Materials and Methods:
KKS was investigated using CLL clinical samples and a range of methods such as immunoblotting, reverse transcription polymerase chain reaction (RT-PCR), enzyme-linked immunosorbent assay (ELISA) and flow cytometry as appropriate.

Results:
The up regulation of LMWK upon in vitro BCR stimulation was confirmed by immunoblotting in 3/3 CLL samples previously used in a discovery phase proteomics. In a pilot series of 52 unselected CLL samples, 71% demonstrated basal LMWK expression. A total of 18 of these samples were also analysed for LMWK transcript, which was not detected in any of these samples. The expression of Kallikrein 6 was confirmed in 25 CLL samples. The B1 and B2 receptors were identified in 15 and 3 CLL samples, respectively.

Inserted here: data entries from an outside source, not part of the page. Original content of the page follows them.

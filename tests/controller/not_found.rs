use axum::http::{Method, StatusCode};
use inkwell_test_utils::prelude::*;
use tower::ServiceExt;

use crate::util::{body_string, request, session_cookie, TestContextExt};

#[tokio::test]
/// Expect the not found page for a path no route matches
async fn returns_not_found_page_for_unknown_path() -> Result<(), TestError> {
    let test = TestBuilder::new().with_content_tables().build().await?;

    let resp = test
        .app()
        .oneshot(request(Method::GET, "/no/such/page", None, None))
        .await
        .unwrap();

    assert_eq!(resp.status(), StatusCode::NOT_FOUND);
    let body = body_string(resp).await;
    assert!(body.contains("Not found"));

    Ok(())
}

#[tokio::test]
/// Expect the not found page for an unknown blog post
async fn returns_not_found_page_for_unknown_post() -> Result<(), TestError> {
    let test = TestBuilder::new().with_content_tables().build().await?;

    let resp = test
        .app()
        .oneshot(request(Method::GET, "/blog/999", None, None))
        .await
        .unwrap();

    assert_eq!(resp.status(), StatusCode::NOT_FOUND);

    Ok(())
}

#[tokio::test]
/// Expect the not found page for blog post IDs that are not an i32
async fn returns_not_found_page_for_malformed_post_id() -> Result<(), TestError> {
    let test = TestBuilder::new().with_content_tables().build().await?;
    let app = test.app();

    for uri in ["/blog/abc", "/blog/99999999999"] {
        let resp = app
            .clone()
            .oneshot(request(Method::GET, uri, None, None))
            .await
            .unwrap();

        assert_eq!(resp.status(), StatusCode::NOT_FOUND, "GET {}", uri);
        let body = body_string(resp).await;
        assert!(body.contains("Not found"), "GET {}", uri);
    }

    Ok(())
}

#[tokio::test]
/// Expect the not found page for malformed IDs on admin routes once logged in
async fn returns_not_found_page_for_malformed_admin_id() -> Result<(), TestError> {
    let test = TestBuilder::new().with_content_tables().with_admin().build().await?;
    let app = test.app();

    let body = format!(
        "username={}&password={}",
        TEST_ADMIN_USERNAME, TEST_ADMIN_PASSWORD
    );
    let resp = app
        .clone()
        .oneshot(request(Method::POST, "/login", Some(&body), None))
        .await
        .unwrap();
    let cookie = session_cookie(&resp).unwrap();

    let requests = [
        (Method::GET, "/blog/edit/abc"),
        (Method::POST, "/blog/delete/99999999999"),
        (Method::GET, "/book/edit/abc"),
        (Method::POST, "/book/delete/abc"),
    ];

    for (method, uri) in requests {
        let resp = app
            .clone()
            .oneshot(request(method.clone(), uri, None, Some(&cookie)))
            .await
            .unwrap();

        assert_eq!(resp.status(), StatusCode::NOT_FOUND, "{} {}", method, uri);
    }

    Ok(())
}
use axum::{
    extract::{Form, State},
    http::StatusCode,
    response::IntoResponse,
};
use inkwell::{
    model::form::BookForm,
    server::{
        controller::book::{create_book, new_book_form},
        model::app::AppState,
        service::book::BookService,
    },
};
use inkwell_test_utils::prelude::*;

use crate::util::{location, TestContextExt};

#[tokio::test]
/// Expect the book stored and a redirect to the dashboard
async fn creates_book_and_redirects() -> Result<(), TestError> {
    let test = TestBuilder::new().with_content_tables().build().await?;
    let admin = test.admin_user().await?;

    let resp = create_book(
        State(test.to_app_state::<AppState>()),
        admin,
        Form(BookForm {
            title: " Dune ".to_string(),
            author: "Frank Herbert".to_string(),
            notes: "Spice".to_string(),
        }),
    )
    .await
    .into_response();

    assert_eq!(resp.status(), StatusCode::SEE_OTHER);
    assert_eq!(location(&resp), Some("/admin"));

    let books = BookService::new(&test.db).list(None).await.unwrap();
    assert_eq!(books.len(), 1);
    assert_eq!(books[0].title, "Dune");
    assert_eq!(books[0].author, "Frank Herbert");
    assert_eq!(books[0].notes.as_deref(), Some("Spice"));

    Ok(())
}

#[tokio::test]
/// Expect 422 and nothing written for a missing author
async fn rejects_missing_author() -> Result<(), TestError> {
    let test = TestBuilder::new().with_content_tables().build().await?;
    let admin = test.admin_user().await?;

    let resp = create_book(
        State(test.to_app_state::<AppState>()),
        admin,
        Form(BookForm {
            title: "Dune".to_string(),
            ..Default::default()
        }),
    )
    .await
    .into_response();

    assert_eq!(resp.status(), StatusCode::UNPROCESSABLE_ENTITY);
    assert_eq!(test.content().count_books().await?, 0);

    Ok(())
}

#[tokio::test]
/// Expect the empty form for a logged in admin
async fn shows_empty_form() -> Result<(), TestError> {
    let test = TestBuilder::new().with_content_tables().build().await?;
    let admin = test.admin_user().await?;

    let resp = new_book_form(admin).await.into_response();

    assert_eq!(resp.status(), StatusCode::OK);

    Ok(())
}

An elevated Bradykinin level was demonstrated in 27/36 (75%) plasma samples from CLL patients and was found to be associated with untreated (p=0.039) stage A (p=0.03) CLL and increased Plasma Kallikrein (p=0.001).

Discussion:
It has been demonstrated for the first time that CLL cells express the components for KKS signalling pathway, which can be further investigated for clinical relevance.